D’autre part, le ministère français des Armées a passé commande de 50 chars Leclerc rénovés supplémentaires dans le cadre de la modernisation à mi-vie portant sur 200 engins, a annoncé jeudi l’industriel Nexter. Sachant qu’une première commande pour 50 chars Leclerc XLR avait été passée en 2021 et que les 18 premiers exemplaires de série doivent être livrés cette année à l’armée de Terre. « Cela veut dire que dans les mois à venir, 68 chars vont partir au fur et à mesure pour rénovation, ils ne seront plus disponibles pour être transférés vers l’Ukraine, précise Frédéric Coste. D’autant que si la France rénove, c’est d’abord pour elle. » « Donc si on transfère des Leclerc en Ukraine, la France s’affaiblit », résume-t-il.

Pourraient-ils changer la donne sur le terrain en Ukraine ?

Si Kiev en réclame davantage aujourd’hui, c’est que son armée fait face à de nombreuses pertes de ce côté-là. Certes, pas aussi lourdes que celles de la Russie, mais l’armée russe avait un stock bien plus important au départ. Et aujourd’hui, l’Ukraine n’a plus les capacités pour reprendre des territoires. Comme expliqué plus haut, ces chars lourds permettent de faire reculer l’ennemi et les lignes de front. « La France nous livre déjà des chars légers. C’est très bien », a concédé Mykhaïlo Podoliak, conseiller à la présidence ukrainienne, à l’AFP. « Mais nous voulons toujours obtenir 250 à 300 à 350 chars lourds », a-t-il ajouté. Pour lui, la victoire ukrainienne et donc la fin de la guerre ne se feront que grâce à ce genre d’aide militaire.

Pour autant, tout n’est pas si simple. Pour Frédéric Coste, il y a un problème de volume. « Les blindés lourds sont encore par centaines du côté russe », rappelle-t-il. Alors même si les chars promis par le Royaume-Uni et la Pologne peuvent améliorer la situation sur le terrain, « ça ne sera sans doute pas suffisant pour reconquérir les territoires perdus ».

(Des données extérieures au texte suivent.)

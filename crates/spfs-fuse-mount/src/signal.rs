// Copyright (c) Contributors to the SPK project.
// SPDX-License-Identifier: Apache-2.0
// https://github.com/spkenv/spk

//! Notifications delivered from background mount tasks to the caller

use tokio::sync::{mpsc, oneshot};

use crate::{Error, Result};

#[cfg(test)]
#[path = "./signal_test.rs"]
mod signal_test;

/// Create a connected readiness notifier and signal.
pub(crate) fn readiness() -> (ReadinessNotifier, Readiness) {
    let (tx, rx) = oneshot::channel();
    (ReadinessNotifier { tx }, Readiness { rx })
}

/// Create a connected termination reporter and channel.
pub(crate) fn termination() -> (TerminationReporter, Termination) {
    let (tx, rx) = mpsc::unbounded_channel();
    (TerminationReporter { tx }, Termination { rx })
}

/// Fires the readiness signal, exactly once.
#[derive(Debug)]
pub(crate) struct ReadinessNotifier {
    tx: oneshot::Sender<Result<()>>,
}

impl ReadinessNotifier {
    pub fn fire(self, result: Result<()>) {
        if let Err(unobserved) = self.tx.send(result) {
            tracing::debug!(result = ?unobserved, "mount readiness was never awaited");
        }
    }
}

/// Signals that the mount handshake has concluded.
///
/// The signal carries the outcome of the handshake. A channel
/// descriptor handed back by a negotiation must not be used before
/// this has resolved to `Ok`. Waiting consumes the signal so it can
/// only ever be observed once.
#[derive(Debug)]
pub struct Readiness {
    rx: oneshot::Receiver<Result<()>>,
}

impl Readiness {
    /// Wait for the handshake to conclude.
    pub async fn wait(self) -> Result<()> {
        self.rx.await.unwrap_or_else(|_| Err(abandoned()))
    }

    /// Block the current thread until the handshake concludes.
    ///
    /// This must not be called from within an async context.
    pub fn blocking_wait(self) -> Result<()> {
        self.rx.blocking_recv().unwrap_or_else(|_| Err(abandoned()))
    }
}

fn abandoned() -> Error {
    Error::handshake("the handshake task stopped without reporting a result")
}

/// Reports failures of a mount that was already reported as ready.
#[derive(Debug, Clone)]
pub(crate) struct TerminationReporter {
    tx: mpsc::UnboundedSender<Error>,
}

impl TerminationReporter {
    pub fn report(&self, err: Error) {
        if let Err(unobserved) = self.tx.send(err) {
            tracing::warn!(err = ?unobserved.0, "mount terminated with nobody listening");
        }
    }
}

/// A stream of failures that ended a mount after it became ready.
///
/// Unlike [`Readiness`] this can be observed repeatedly. It yields
/// `None` once no more reports can be produced, either because the
/// backend does not supervise its helper after the handshake or
/// because the helper has been reaped.
#[derive(Debug)]
pub struct Termination {
    rx: mpsc::UnboundedReceiver<Error>,
}

impl Termination {
    /// A termination channel that will never report anything.
    pub(crate) fn closed() -> Self {
        let (_, termination) = termination();
        termination
    }

    /// Wait for the next reported failure.
    pub async fn next(&mut self) -> Option<Error> {
        self.rx.recv().await
    }

    /// Return an already reported failure, if any, without waiting.
    pub fn try_next(&mut self) -> Option<Error> {
        self.rx.try_recv().ok()
    }
}
// Copyright (c) Contributors to the SPK project.
// SPDX-License-Identifier: Apache-2.0
// https://github.com/spkenv/spk

use std::io;
use std::path::PathBuf;
use std::process::ExitStatus;

use miette::Diagnostic;
use thiserror::Error;

pub type Result<T> = std::result::Result<T, Error>;

#[derive(Diagnostic, Debug, Error)]
#[diagnostic(
    url(
        "https://spkenv.dev/error_codes#{}",
        self.code().unwrap_or_else(|| Box::new("spfs::mount::generic"))
    )
)]
pub enum Error {
    #[error("Out of system resources while {context}")]
    #[diagnostic(
        code("spfs::mount::resource_exhaustion"),
        help("Check the open file and process limits for this user (ulimit -n / ulimit -u)")
    )]
    ResourceExhaustion {
        context: &'static str,
        #[source]
        source: io::Error,
    },

    #[error("Failed to launch mount helper {}: {reason}", program.display())]
    #[diagnostic(code("spfs::mount::helper_spawn_failure"))]
    HelperSpawnFailure { program: PathBuf, reason: String },

    #[error("No usable FUSE backend: {0}")]
    #[diagnostic(
        code("spfs::mount::backend_not_found"),
        help("Install macFUSE (https://osxfuse.github.io) or FUSE-T (https://www.fuse-t.org)")
    )]
    BackendNotFound(String),

    #[error("Mount helper protocol violation: {0}")]
    #[diagnostic(code("spfs::mount::protocol_violation"))]
    ProtocolViolation(String),

    #[error("FUSE-T mount failed: {0}")]
    #[diagnostic(code("spfs::mount::handshake_failure"))]
    HandshakeFailure(String),

    #[error(
        "Mount helper {} failed: {status}. Stderr: {stderr}, Stdout: {stdout}",
        program.display()
    )]
    #[diagnostic(code("spfs::mount::helper_exit_failure"))]
    HelperExitFailure {
        program: PathBuf,
        status: ExitStatus,
        stdout: String,
        stderr: String,
    },

    #[error(transparent)]
    #[diagnostic(code("spfs::mount::io"))]
    Io(#[from] io::Error),

    #[error(transparent)]
    #[diagnostic(code("spfs::mount::config"))]
    Config(#[from] config::ConfigError),
}

impl Error {
    pub fn protocol<S: Into<String>>(message: S) -> Self {
        Self::ProtocolViolation(message.into())
    }

    pub fn handshake<S: Into<String>>(message: S) -> Self {
        Self::HandshakeFailure(message.into())
    }

    /// Map a failed descriptor or process allocation, separating
    /// table exhaustion from all other os errors.
    pub(crate) fn from_alloc(context: &'static str, source: io::Error) -> Self {
        match source.raw_os_error() {
            Some(libc::EMFILE | libc::ENFILE | libc::ENOBUFS | libc::ENOMEM | libc::EAGAIN) => {
                Self::ResourceExhaustion { context, source }
            }
            _ => Self::Io(source),
        }
    }

    /// How much this error says about an installed backend.
    ///
    /// When several backends were attempted, the most specific
    /// failure is the one worth reporting: a backend that is
    /// installed but broken is more actionable than one that is
    /// simply missing.
    pub fn specificity(&self) -> u8 {
        match self {
            Self::HandshakeFailure(_) | Self::HelperExitFailure { .. } => 5,
            Self::ProtocolViolation(_) => 4,
            Self::HelperSpawnFailure { .. } => 3,
            Self::ResourceExhaustion { .. } | Self::Io(_) | Self::Config(_) => 2,
            Self::BackendNotFound(_) => 1,
        }
    }
}

impl From<nix::errno::Errno> for Error {
    fn from(errno: nix::errno::Errno) -> Self {
        Self::Io(io::Error::from(errno))
    }
}
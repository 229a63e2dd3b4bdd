// Copyright (c) Contributors to the SPK project.
// SPDX-License-Identifier: Apache-2.0
// https://github.com/spkenv/spk

//! Receiving file descriptors as socket ancillary data
//!
//! This is the only place that knows the byte layout of a control
//! message header. Everything outside of this module only deals in
//! owned descriptors.

use std::io;
use std::mem::{offset_of, size_of};
use std::os::fd::{AsRawFd, FromRawFd, OwnedFd, RawFd};

use crate::endpoint::Endpoint;
use crate::{Error, Result};

#[cfg(test)]
#[path = "./ancillary_test.rs"]
mod ancillary_test;

/// Room for far more control data than a single descriptor needs, so
/// that an unexpected message is reported rather than truncated.
const CONTROL_CAPACITY: usize = 1024;

const LEN_OFFSET: usize = offset_of!(libc::cmsghdr, cmsg_len);
const TYPE_OFFSET: usize = offset_of!(libc::cmsghdr, cmsg_type);
const TYPE_WIDTH: usize = size_of::<libc::c_int>();
const DESCRIPTOR_WIDTH: usize = size_of::<RawFd>();

#[repr(C, align(8))]
struct ControlBuffer([u8; CONTROL_CAPACITY]);

/// Offset of the first payload byte after the (padded) header.
fn data_offset() -> usize {
    // SAFETY: CMSG_LEN only does arithmetic on its argument
    unsafe { libc::CMSG_LEN(0) as usize }
}

/// The smallest control message that can carry one descriptor.
fn minimum_len() -> usize {
    data_offset() + DESCRIPTOR_WIDTH
}

fn read_int(buf: &[u8], offset: usize) -> Option<libc::c_int> {
    let bytes = buf.get(offset..offset + TYPE_WIDTH)?;
    Some(libc::c_int::from_ne_bytes(bytes.try_into().ok()?))
}

/// Extract the single descriptor carried by a rights control message.
///
/// Only the message type and the first descriptor are interpreted,
/// every read is bounds checked against the provided buffer.
pub fn decode_rights(control: &[u8]) -> Result<RawFd> {
    if control.len() < minimum_len() {
        return Err(Error::protocol(format!(
            "control message too short: {} bytes",
            control.len()
        )));
    }
    let kind = read_int(control, TYPE_OFFSET)
        .ok_or_else(|| Error::protocol("control message too short"))?;
    if kind != libc::SCM_RIGHTS {
        return Err(Error::protocol(format!(
            "wrong control message type: {kind}"
        )));
    }
    let fd = read_int(control, data_offset())
        .ok_or_else(|| Error::protocol("control message too short"))?;
    if fd < 0 {
        return Err(Error::protocol(format!("invalid descriptor: {fd}")));
    }
    Ok(fd)
}

/// Block until the peer sends one message carrying a descriptor.
///
/// The peer closing its end before anything arrives is a protocol
/// violation, since the helper is expected to always hand over
/// the channel before exiting.
pub fn receive_descriptor(endpoint: &Endpoint) -> Result<OwnedFd> {
    let mut data = [0u8; 4];
    let mut control = ControlBuffer([0u8; CONTROL_CAPACITY]);
    let mut iov = libc::iovec {
        iov_base: data.as_mut_ptr().cast(),
        iov_len: data.len(),
    };
    // SAFETY: msghdr is plain old data, all zeroes is a valid value
    let mut header: libc::msghdr = unsafe { std::mem::zeroed() };
    header.msg_iov = &mut iov;
    header.msg_iovlen = 1;
    header.msg_control = control.0.as_mut_ptr().cast();
    header.msg_controllen = CONTROL_CAPACITY as _;

    let received = loop {
        // SAFETY: the header points at buffers that outlive the call
        // and their lengths are set accordingly
        let n = unsafe { libc::recvmsg(endpoint.as_raw_fd(), &mut header, 0) };
        if n >= 0 {
            break n;
        }
        let err = io::Error::last_os_error();
        if err.kind() != io::ErrorKind::Interrupted {
            return Err(err.into());
        }
    };

    let control_len = header.msg_controllen as usize;
    tracing::trace!(
        tag = endpoint.tag(),
        received,
        control_len,
        "received message from helper"
    );
    if received == 0 && control_len == 0 {
        return Err(Error::protocol(
            "helper closed the connection without sending a descriptor",
        ));
    }
    let control = control.0.get(..control_len).unwrap_or(&control.0[..]);
    let truncated = header.msg_flags & libc::MSG_CTRUNC != 0;
    // SAFETY: every descriptor in a rights message was installed into
    // our table by this receive, and nothing else refers to them yet
    unsafe { adopt_rights(control, truncated) }
}

/// Take ownership of every descriptor carried in `control`, keeping
/// only the channel and closing all the others.
///
/// When the message is rejected, all of them are closed.
///
/// # Safety
///
/// The descriptors in every rights message of `control` must be owned
/// by the caller and not be in use anywhere else.
unsafe fn adopt_rights(control: &[u8], truncated: bool) -> Result<OwnedFd> {
    let mut adopted: Vec<OwnedFd> = rights_descriptors(control)
        .into_iter()
        // SAFETY: ownership is guaranteed by the caller
        .map(|fd| unsafe { OwnedFd::from_raw_fd(fd) })
        .collect();
    if truncated {
        return Err(Error::protocol("control message was truncated"));
    }
    let fd = decode_rights(control)?;
    let position = adopted
        .iter()
        .position(|owned| owned.as_raw_fd() == fd)
        .ok_or_else(|| Error::protocol(format!("invalid descriptor: {fd}")))?;
    let channel = adopted.swap_remove(position);
    if !adopted.is_empty() {
        tracing::warn!(
            extra = adopted.len(),
            "closing unexpected descriptors sent by the helper"
        );
    }
    Ok(channel)
}

/// The width of the length field of a control message header, which
/// differs between platforms.
fn len_width() -> usize {
    // SAFETY: cmsghdr is plain old data, all zeroes is a valid value
    let header: libc::cmsghdr = unsafe { std::mem::zeroed() };
    std::mem::size_of_val(&header.cmsg_len)
}

fn read_len(buf: &[u8]) -> Option<usize> {
    let bytes = buf.get(LEN_OFFSET..LEN_OFFSET + len_width())?;
    match bytes.len() {
        4 => usize::try_from(u32::from_ne_bytes(bytes.try_into().ok()?)).ok(),
        8 => usize::try_from(u64::from_ne_bytes(bytes.try_into().ok()?)).ok(),
        _ => None,
    }
}

/// Every non-negative descriptor found in the rights messages of a
/// control buffer, in the order that they appear.
///
/// A message that claims to extend past the end of the buffer only
/// contributes the descriptors that fit.
fn rights_descriptors(control: &[u8]) -> Vec<RawFd> {
    let mut fds = Vec::new();
    let mut offset = 0;
    while let Some(message) = control.get(offset..) {
        let Some(len) = read_len(message) else {
            break;
        };
        if len < data_offset() {
            break;
        }
        if read_int(message, TYPE_OFFSET) == Some(libc::SCM_RIGHTS) {
            let end = len.min(message.len());
            let mut at = data_offset();
            while at + DESCRIPTOR_WIDTH <= end {
                match read_int(message, at) {
                    Some(fd) if fd >= 0 => fds.push(fd),
                    _ => {}
                }
                at += DESCRIPTOR_WIDTH;
            }
        }
        let Ok(payload) = libc::c_uint::try_from(len - data_offset()) else {
            break;
        };
        // SAFETY: CMSG_SPACE only does arithmetic on its argument
        offset += unsafe { libc::CMSG_SPACE(payload) } as usize;
    }
    fds
}
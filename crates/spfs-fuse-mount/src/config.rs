// Copyright (c) Contributors to the SPK project.
// SPDX-License-Identifier: Apache-2.0
// https://github.com/spkenv/spk

use std::path::{Path, PathBuf};
use std::time::Duration;

use serde::{Deserialize, Serialize};

use crate::request::{ForcedBackend, LegacyLocation, MountRequest};
use crate::Result;

#[cfg(test)]
#[path = "./config_test.rs"]
mod config_test;

static SYSTEM_CONFIG: &str = "/etc/spfs/mount";
static USER_CONFIG: &str = ".config/spfs/mount";

/// Environment variables with this prefix override config values,
/// as `SPFS_<SECTION>_<NAME>` (eg: `SPFS_MOUNT_BACKEND=fuse-t`).
const ENV_PREFIX: &str = "SPFS_";

/// The variable that FUSE-T itself honors to relocate its server.
pub const FUSE_T_PATH_VAR: &str = "FUSE_NFSSRV_PATH";

const DEFAULT_FUSE_T_PATH: &str = "/usr/local/bin/go-nfsv4";
const DEFAULT_IO_SIZE: u64 = 128 * 1024;
const DEFAULT_EXIT_GRACE_MS: u64 = 250;

#[derive(Clone, Debug, Deserialize, Serialize)]
#[serde(default)]
pub struct Mount {
    /// Only ever attempt this backend, instead of preferring FUSE-T
    /// and falling back to macFUSE
    pub backend: ForcedBackend,

    /// The largest single read or write, in bytes, that the kernel
    /// should send to the filesystem
    ///
    /// macFUSE splits larger writes into multiple requests based on
    /// this value, regardless of what the filesystem reports at init.
    pub io_size: u64,

    /// How long to keep watching the macFUSE mount helper for a
    /// failure after the channel was received, before the mount is
    /// reported as ready.
    pub exit_grace_ms: u64,
}

impl Default for Mount {
    fn default() -> Self {
        Self {
            backend: ForcedBackend::Unset,
            io_size: DEFAULT_IO_SIZE,
            exit_grace_ms: DEFAULT_EXIT_GRACE_MS,
        }
    }
}

#[derive(Clone, Debug, Deserialize, Serialize)]
#[serde(default)]
pub struct FuseT {
    /// The FUSE-T NFS server program
    pub path: PathBuf,
}

impl Default for FuseT {
    fn default() -> Self {
        Self {
            path: PathBuf::from(DEFAULT_FUSE_T_PATH),
        }
    }
}

#[derive(Clone, Debug, Deserialize, Serialize)]
#[serde(default)]
pub struct MacFuse {
    /// Installations to look for, in order of preference
    pub locations: Vec<LegacyLocation>,
}

impl Default for MacFuse {
    fn default() -> Self {
        Self {
            locations: LegacyLocation::defaults(),
        }
    }
}

/// Configuration values for negotiating FUSE mounts.
#[derive(Clone, Debug, Default, Deserialize, Serialize)]
#[serde(default)]
pub struct Config {
    // These sub-types should aim to only have one level of
    // values within them, otherwise they become impossible to address
    // with environment variables.
    pub mount: Mount,
    pub fuset: FuseT,
    pub macfuse: MacFuse,
}

impl Config {
    /// Load the config from disk and the current environment
    pub fn load() -> Result<Self> {
        load_config()
    }

    /// Start a request for the given mountpoint using the configured
    /// backend preference and installation locations.
    pub fn request_for<P: Into<PathBuf>>(&self, mountpoint: P) -> MountRequest {
        MountRequest::new(mountpoint)
            .with_forced_backend(self.mount.backend)
            .with_legacy_locations(self.macfuse.locations.clone())
    }

    pub fn exit_grace(&self) -> Duration {
        Duration::from_millis(self.mount.exit_grace_ms)
    }
}

/// Load the mount configuration, even if it has already been loaded.
///
/// This includes the default, system and user configurations (if they exist)
/// as well as any overrides from the environment.
pub fn load_config() -> Result<Config> {
    load_config_from_env(std::env::vars())
}

/// Load the mount configuration using the given environment
/// instead of the one of the current process.
pub fn load_config_from_env<I>(vars: I) -> Result<Config>
where
    I: IntoIterator<Item = (String, String)>,
{
    let mut files = vec![PathBuf::from(SYSTEM_CONFIG)];
    if let Some(home) = dirs::home_dir() {
        files.push(home.join(USER_CONFIG));
    }
    load_from(&files, vars)
}

fn load_from<I>(files: &[PathBuf], vars: I) -> Result<Config>
where
    I: IntoIterator<Item = (String, String)>,
{
    use config::{Config as RawConfig, File};

    let mut config_builder = RawConfig::builder();
    for file in files {
        // any format supported by the config crate: toml, yaml, json, ini, etc
        config_builder =
            config_builder.add_source(File::with_name(&path_name(file)).required(false));
    }

    let mut fuse_t_path = None;
    for (var, value) in vars {
        if var == FUSE_T_PATH_VAR {
            if !value.is_empty() {
                fuse_t_path = Some(value);
            }
            continue;
        }
        let Some(tail) = var.strip_prefix(ENV_PREFIX) else {
            continue;
        };
        let Some((section, name)) = tail.split_once('_') else {
            // typically, a value with no section is not a configuration
            // value, and can be skipped (eg: SPFS_LOG)
            continue;
        };

        let key = format!("{}.{}", section.to_lowercase(), name.to_lowercase());
        config_builder = config_builder.set_override(key, value)?;
    }
    if let Some(path) = fuse_t_path {
        config_builder = config_builder.set_override("fuset.path", path)?;
    }

    let config = config_builder.build()?;
    Ok(Config::deserialize(config)?)
}

fn path_name(path: &Path) -> String {
    format!("{}", path.display())
}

Et même si cette flotte venait gonfler les capacités militaires ukrainiennes, de nombreuses problématiques compliquent toujours les choses, notamment en matière logistique. En dehors de l’acheminement des chars, qui va prendre plus ou moins de temps en fonction de leur provenance, il va falloir former les pilotes ukrainiens, envoyer des nouvelles munitions, mettre en place une chaîne logistique pour les réparations, pour les pièces détachées, établir des ateliers spécifiques. « C’est un véritable casse-tête pour tous les pays concernés », résume Frédéric Coste. Dans tous les cas, cela prendra du temps, et les annonces récentes n’auront pas de conséquences immédiates sur la tournure des combats.